Work item
In the listing below, find each line containing "Some" and report it.
┌────────
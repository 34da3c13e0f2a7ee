//! # CLI Module
//!
//! Command-line interface for the media curator.
//!
//! ## Usage
//! ```bash
//! # Report duplicates in a folder tree
//! curate scan ~/Pictures --recursive
//!
//! # Also flag probable video re-encodes (needs ffprobe)
//! curate scan ~/Pictures --recursive --near-duplicates
//!
//! # Keep one copy per group, quarantining the rest
//! curate scan ~/Pictures --recursive --consolidate quarantine --yes
//!
//! # File top-level media into YYYY/MM folders
//! curate organize ~/Pictures/Inbox --dry-run
//! curate organize ~/Pictures/Inbox --limit 500
//! ```

use clap::{Parser, Subcommand, ValueEnum};
use console::{style, Term};
use indicatif::{ProgressBar, ProgressStyle};
use media_curator::core::consolidate::{ConsolidationExecutor, ConsolidationMode, ConsolidationPlan};
use media_curator::core::duplicates::format_bytes;
use media_curator::core::keeper::KeeperSelector;
use media_curator::core::organize::{
    CancellationToken, OrganizeOptions, OrganizePipeline, OrganizeResult, Placement,
};
use media_curator::core::pipeline::{Pipeline, PipelineResult};
use media_curator::core::scanner::MediaFilter;
use media_curator::core::temporal::TemporalResolver;
use media_curator::core::video::{Ffprobe, MediaProbe};
use media_curator::core::CurateConfig;
use media_curator::error::Result;
use media_curator::events::{DetectEvent, Event, EventChannel, PipelineEvent, ScanEvent};
use std::path::{Path, PathBuf};
use std::thread;
use tracing::warn;

/// Media Curator - find duplicates, keep the best copy, file the rest by date
#[derive(Parser, Debug)]
#[command(name = "curate")]
#[command(author, version, about, long_about = None)]
pub struct Cli {
    /// Config file (default: <config dir>/media-curator/config.json)
    #[arg(long, global = true)]
    config: Option<PathBuf>,

    #[command(subcommand)]
    command: Commands,
}

#[derive(Subcommand, Debug)]
enum Commands {
    /// Find byte-identical duplicates and write a report
    Scan {
        /// Directory to scan
        path: PathBuf,

        /// Include subdirectories
        #[arg(short, long)]
        recursive: bool,

        /// Skip the prefix-hash tier (same results, more reading)
        #[arg(long)]
        no_partial_hash: bool,

        /// Flag videos that look like re-encodes of each other
        #[arg(long)]
        near_duplicates: bool,

        /// Keep one file per group and quarantine or delete the rest
        #[arg(long, value_enum)]
        consolidate: Option<Mode>,

        /// Confirm consolidation
        #[arg(long)]
        yes: bool,

        /// Include hidden files
        #[arg(long)]
        include_hidden: bool,
    },

    /// Move top-level media into YYYY/MM folders by capture date
    Organize {
        /// Directory to organize
        path: PathBuf,

        /// Show what would happen without moving anything
        #[arg(long)]
        dry_run: bool,

        /// Only process the N oldest files
        #[arg(long, value_parser = clap::value_parser!(u64).range(1..))]
        limit: Option<u64>,

        /// Ignore an existing checkpoint and start over
        #[arg(long)]
        restart: bool,
    },
}

#[derive(Debug, Clone, Copy, ValueEnum)]
enum Mode {
    /// Move copies to a _Quarantine_ folder (recommended)
    Quarantine,
    /// Delete copies permanently
    Delete,
}

impl From<Mode> for ConsolidationMode {
    fn from(mode: Mode) -> Self {
        match mode {
            Mode::Quarantine => ConsolidationMode::Quarantine,
            Mode::Delete => ConsolidationMode::Delete,
        }
    }
}

/// Run the CLI
pub fn run() -> Result<()> {
    let cli = Cli::parse();
    let config = CurateConfig::load(cli.config.as_deref())?;

    match cli.command {
        Commands::Scan {
            path,
            recursive,
            no_partial_hash,
            near_duplicates,
            consolidate,
            yes,
            include_hidden,
        } => {
            let mut config = config;
            config.detector.partial_tier &= !no_partial_hash;
            config.scan.include_hidden |= include_hidden;
            run_scan(
                &config,
                path,
                recursive,
                near_duplicates,
                consolidate.map(Into::into),
                yes,
            )
        }
        Commands::Organize {
            path,
            dry_run,
            limit,
            restart,
        } => {
            let options = OrganizeOptions {
                dry_run,
                limit: limit.map(|n| n as usize),
                resume: !restart,
            };
            run_organize(&config, path, options)
        }
    }
}

fn header(term: &Term) {
    term.write_line(&format!(
        "{} {}",
        style("Media Curator").bold().cyan(),
        style(concat!("v", env!("CARGO_PKG_VERSION"))).dim()
    ))
    .ok();
    term.write_line("").ok();
}

fn bar_style() -> ProgressStyle {
    ProgressStyle::default_bar()
        .template("{spinner:.green} [{bar:40.cyan/blue}] {pos}/{len} {msg}")
        .unwrap_or_else(|_| ProgressStyle::default_bar())
        .progress_chars("█▓░")
}

fn run_scan(
    config: &CurateConfig,
    path: PathBuf,
    recursive: bool,
    near_duplicates: bool,
    consolidate: Option<ConsolidationMode>,
    yes: bool,
) -> Result<()> {
    let term = Term::stderr();
    header(&term);

    let mut builder = Pipeline::builder(&path)
        .recursive(recursive)
        .scan_config(config.scan.clone())
        .detector_config(config.detector.clone())
        .report_config(config.report.clone());
    if near_duplicates {
        match Ffprobe::detect(&config.video) {
            Some(probe) => {
                builder = builder.near_duplicates(Box::new(probe) as Box<dyn MediaProbe>)
            }
            None => {
                term.write_line(&format!(
                    "  {} ffprobe not found, skipping re-encode check",
                    style("!").yellow()
                ))
                .ok();
            }
        }
    }
    let pipeline = builder.build();

    let (sender, receiver) = EventChannel::new();
    let progress = ProgressBar::new(0);
    progress.set_style(bar_style());
    let progress_clone = progress.clone();

    // Handle events in a separate thread
    let event_thread = thread::spawn(move || {
        for event in receiver.iter() {
            match event {
                Event::Pipeline(PipelineEvent::PhaseChanged { phase }) => {
                    progress_clone.set_message(format!("{}", phase));
                }
                Event::Scan(ScanEvent::Progress { files_indexed }) => {
                    progress_clone.set_message(format!("Indexed {} files", files_indexed));
                }
                Event::Detect(DetectEvent::TierStarted { tier, candidates }) => {
                    progress_clone.set_length(candidates as u64);
                    progress_clone.set_position(0);
                    progress_clone.set_message(format!("{}", tier));
                }
                Event::Detect(DetectEvent::TierProgress(p)) => {
                    progress_clone.set_position(p.completed as u64);
                }
                Event::Pipeline(PipelineEvent::Completed { .. }) => {
                    progress_clone.finish_and_clear();
                }
                _ => {}
            }
        }
    });

    let result = pipeline.run_with_events(&sender);

    // Drop sender to signal event thread to finish
    drop(sender);
    event_thread.join().ok();
    progress.finish_and_clear();
    let result = result?;

    print_scan_results(&term, &result);

    let Some(mode) = consolidate else {
        return Ok(());
    };
    if result.detection.groups.is_empty() {
        return Ok(());
    }
    if !yes {
        term.write_line(&format!(
            "{} Consolidation ({}) changes files on disk. Re-run with --yes to proceed.",
            style("!").yellow().bold(),
            mode
        ))
        .ok();
        return Ok(());
    }
    run_consolidation(&term, config, &path, mode, &result)
}

fn print_scan_results(term: &Term, result: &PipelineResult) {
    let summary = result.summary();
    term.write_line(&format!("{} Scan Complete", style("✓").green().bold()))
        .ok();
    term.write_line("").ok();
    term.write_line(&format!(
        "  {} files indexed ({}) in {:.1}s",
        style(summary.total_files).cyan(),
        format_bytes(summary.total_bytes),
        summary.duration_ms as f64 / 1000.0
    ))
    .ok();
    term.write_line(&format!(
        "  {} duplicate groups, {} removable copies",
        style(summary.duplicate_groups).cyan(),
        style(summary.duplicate_count).cyan()
    ))
    .ok();
    term.write_line(&format!(
        "  {} potential space savings",
        style(format_bytes(summary.potential_savings_bytes)).yellow()
    ))
    .ok();
    if summary.near_duplicate_groups > 0 {
        term.write_line(&format!(
            "  {} probable re-encode groups (reported only)",
            style(summary.near_duplicate_groups).cyan()
        ))
        .ok();
    }
    if !result.detection.errors.is_empty() {
        term.write_line(&format!(
            "  {} files could not be read",
            style(result.detection.errors.len()).red()
        ))
        .ok();
    }
    if let Some(report) = &result.report {
        term.write_line(&format!(
            "  Report: {}",
            style(report.text_path().display()).dim()
        ))
        .ok();
    }
    term.write_line("").ok();
}

fn run_consolidation(
    term: &Term,
    config: &CurateConfig,
    base: &Path,
    mode: ConsolidationMode,
    result: &PipelineResult,
) -> Result<()> {
    let resolver = TemporalResolver::detect(config.temporal.clone());
    let selector = KeeperSelector::new(&resolver);
    let plans: Vec<ConsolidationPlan> = result
        .detection
        .groups
        .iter()
        .filter_map(|group| {
            selector
                .select(group)
                .map(|keeper| ConsolidationPlan::new(group, keeper))
        })
        .collect();

    let executor = ConsolidationExecutor::new(
        base,
        mode,
        config.consolidate.clone(),
        MediaFilter::new(&config.scan),
    );
    let progress = ProgressBar::new(plans.len() as u64);
    progress.set_style(bar_style());
    let outcome = executor.execute(&plans, |done, _, keeper| {
        progress.set_position(done as u64);
        progress.set_message(display_name(keeper));
    });
    progress.finish_and_clear();

    term.write_line(&format!(
        "{} Consolidation complete ({})",
        style("✓").green().bold(),
        mode
    ))
    .ok();
    term.write_line(&format!(
        "  {} files and {} sidecars removed, {} reclaimed",
        style(outcome.removed).cyan(),
        style(outcome.sidecars).cyan(),
        style(format_bytes(outcome.bytes_reclaimed)).yellow()
    ))
    .ok();
    if let Some(dir) = &outcome.quarantine_dir {
        term.write_line(&format!(
            "  Quarantine: {} (review, then delete it yourself)",
            style(dir.display()).dim()
        ))
        .ok();
    }
    if !outcome.failures.is_empty() {
        term.write_line(&format!(
            "  {} actions failed, see {}",
            style(outcome.failures.len()).red(),
            executor.journal().text_path().display()
        ))
        .ok();
    }
    Ok(())
}

fn run_organize(config: &CurateConfig, path: PathBuf, options: OrganizeOptions) -> Result<()> {
    let term = Term::stderr();
    header(&term);
    term.write_line(&format!(
        "Mode: {}",
        if options.dry_run {
            style("DRY-RUN (nothing is moved)").yellow()
        } else {
            style("NORMAL (files are moved)").green()
        }
    ))
    .ok();

    let resolver = TemporalResolver::detect(config.temporal.clone());
    if !resolver.has_metadata_source() {
        term.write_line(&format!(
            "  {} exiftool not found, using file modification times",
            style("!").yellow()
        ))
        .ok();
    }

    let cancel = CancellationToken::new();
    let handler_token = cancel.clone();
    if let Err(e) = ctrlc::set_handler(move || handler_token.cancel()) {
        warn!("Could not install Ctrl-C handler: {}", e);
    }

    let pipeline =
        OrganizePipeline::new(&path, &config.organize, options, config.scan.clone(), &resolver);
    let progress = ProgressBar::new(0);
    progress.set_style(bar_style());
    let result = pipeline.run(&cancel, |position, total, source, placement| {
        progress.set_length(total as u64);
        progress.set_position(position as u64);
        let marker = match placement {
            Placement::Moved(_) | Placement::Planned { .. } => "",
            Placement::Duplicate(_) => " [dup]",
            Placement::Conflict(_) => " [conflict]",
            Placement::Failed(_) => " [error]",
        };
        progress.set_message(format!("{}{}", display_name(source), marker));
    });
    progress.finish_and_clear();

    print_organize_results(&term, &result?, &pipeline);
    Ok(())
}

fn print_organize_results(term: &Term, result: &OrganizeResult, pipeline: &OrganizePipeline<'_>) {
    if result.interrupted {
        term.write_line(&format!(
            "{} Interrupted. Partial summary below; run again to resume.",
            style("!").yellow().bold()
        ))
        .ok();
    } else {
        term.write_line(&format!("{} Organize Complete", style("✓").green().bold()))
            .ok();
    }
    term.write_line("").ok();
    if let Some(start) = result.resumed_from {
        term.write_line(&format!("  Resumed at file {} of {}", start + 1, result.total))
            .ok();
    }
    if result.planned > 0 {
        term.write_line(&format!("  Would move : {}", style(result.planned).cyan()))
            .ok();
    }
    term.write_line(&format!("  Moved      : {}", style(result.moved).cyan()))
        .ok();
    term.write_line(&format!(
        "  Duplicates : {}{}",
        style(result.duplicates).cyan(),
        if result.duplicates > 0 {
            format!(" (see {})", pipeline.journal().text_path().display())
        } else {
            String::new()
        }
    ))
    .ok();
    term.write_line(&format!("  Conflicts  : {}", style(result.conflicts).cyan()))
        .ok();
}

fn display_name(path: &Path) -> String {
    path.file_name()
        .unwrap_or_default()
        .to_string_lossy()
        .into_owned()
}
└────────
Response area
            Some(probe) => {
    let Some(mode) = consolidate else {
    if let Some(report) = &result.report {
    if let Some(dir) = &outcome.quarantine_dir {
    if let Some(start) = result.resumed_from {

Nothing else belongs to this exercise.